No, this edit seems wrong. You're looking at a constructor of an exposition-only type, and it feels redundant to add // exposition only to that. It would be inconsistent with other places such as the constructor of sender-awaitable (https://eel.is/c++draft/exec.as.awaitable#2)

I agree the edit is wrong, but not because it's redundant.

There needs to be a way for the compiler to construct this type from a value, and we need to be able to specify that the data member is initialized to the value of the initializer. Guaranteeing that this constructor is present makes that work, so I think the name of the type, and the name of the data member, and the name of the type type, are unspecified and shown with those names for exposition, but we do want to specify that some type of this form exists and has a constructor that allows it to be initialized.

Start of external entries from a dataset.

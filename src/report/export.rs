use crate::monitor::Recording;
use crate::report::stats::RankedEntity;
use std::fs::File;
use std::io::{BufWriter, Write};
use std::path::{Path, PathBuf};

pub const TIMESTAMP_FORMAT: &str = "%Y-%m-%d %H:%M:%S";

pub fn data_csv_path(chart: &Path) -> PathBuf {
    let stem = chart
        .file_stem()
        .map(|s| s.to_string_lossy().into_owned())
        .unwrap_or_else(|| "cpu_usage".to_string());
    chart.with_file_name(format!("{stem}_data.csv"))
}

fn field(name: &str) -> String {
    if name.contains(|c: char| matches!(c, ',' | '"' | '\n')) {
        format!("\"{}\"", name.replace('"', "\"\""))
    } else {
        name.to_string()
    }
}

/// One row per tick: timestamp, process total, then one column per ranked thread.
/// A thread with no point on a tick is written as `0`.
pub fn write_series_csv(
    out: &mut impl Write,
    recording: &Recording,
    top: &[RankedEntity],
) -> std::io::Result<()> {
    let mut header = vec!["timestamp".to_string(), "total_cpu".to_string()];
    header.extend(top.iter().map(|t| field(&t.name)));
    writeln!(out, "{}", header.join(","))?;

    let columns: Vec<_> = top.iter().map(|t| recording.thread(&t.name)).collect();
    for point in recording.process() {
        let mut row = vec![point.at.format(TIMESTAMP_FORMAT).to_string(), point.value.to_string()];
        for series in &columns {
            let value = series.and_then(|s| s.value_at_tick(point.tick)).unwrap_or(0.0);
            row.push(value.to_string());
        }
        writeln!(out, "{}", row.join(","))?;
    }
    Ok(())
}

pub fn write_series_csv_file(path: &Path, recording: &Recording, top: &[RankedEntity]) -> std::io::Result<()> {
    let mut writer = BufWriter::new(File::create(path)?);
    write_series_csv(&mut writer, recording, top)?;
    writer.flush()
}
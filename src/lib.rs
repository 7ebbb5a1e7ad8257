//! Samples per-thread CPU usage of an Android app over adb, then charts it.
//!
//! Two collection modes share one reporting path:
//! * [`monitor`] polls `/proc` counters from the host and turns them into
//!   percentages with [`sampler`];
//! * [`ondevice`] runs a collector script on the device and computes the same
//!   percentages from the CSV it leaves behind.
//!
//! [`report`] renders the chart, writes the CSV and prints the summary.

pub mod adb;
pub mod core;
pub mod monitor;
pub mod ondevice;
pub mod report;
pub mod sampler;
pub mod ui;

To be fair, the style is inconsistent in another way: sender-awaitable makes only private members exposition-only, but cw-fixed-value makes even its public members (except for the constructor) exposition-only. This inconsistency may be unintentional; I certainly don't see the point in making public members of exposition-only types additionally exposition-only (nor any other member tbh).

Because the types are frequently accessible to users, e.g. the exposition-only iterator type in views are visible to users as decltype(v.begin()). The point of making public members exposition-only is so that users cannot rely on those members existing with that name. And the point of making some members public (as in sender-awaitable) is that users absolutely are upposed to be able to rely on those members existing. Like operator++ on a view iterator, or await_resume on sender-awaitable. If those public members were exposition-only, you wouldn't be able to write code to use them by name.

Even if we ignore reflection, for cw-fixed-value users could get the type from something like:

#include <type_traits>

template<class> struct Silly;

template<auto Val, class X>
struct Silly<std::constant_wrapper<Val, X>> {
  using type = decltype(Val)::type;
  auto f() { return Val.data; }
};

Making type and data exposition-only means users can't do this.

They can construct values of the type, as JA showed above, but I'm not sure we can do much about that (without heroics that I think would be unnecessary complexity).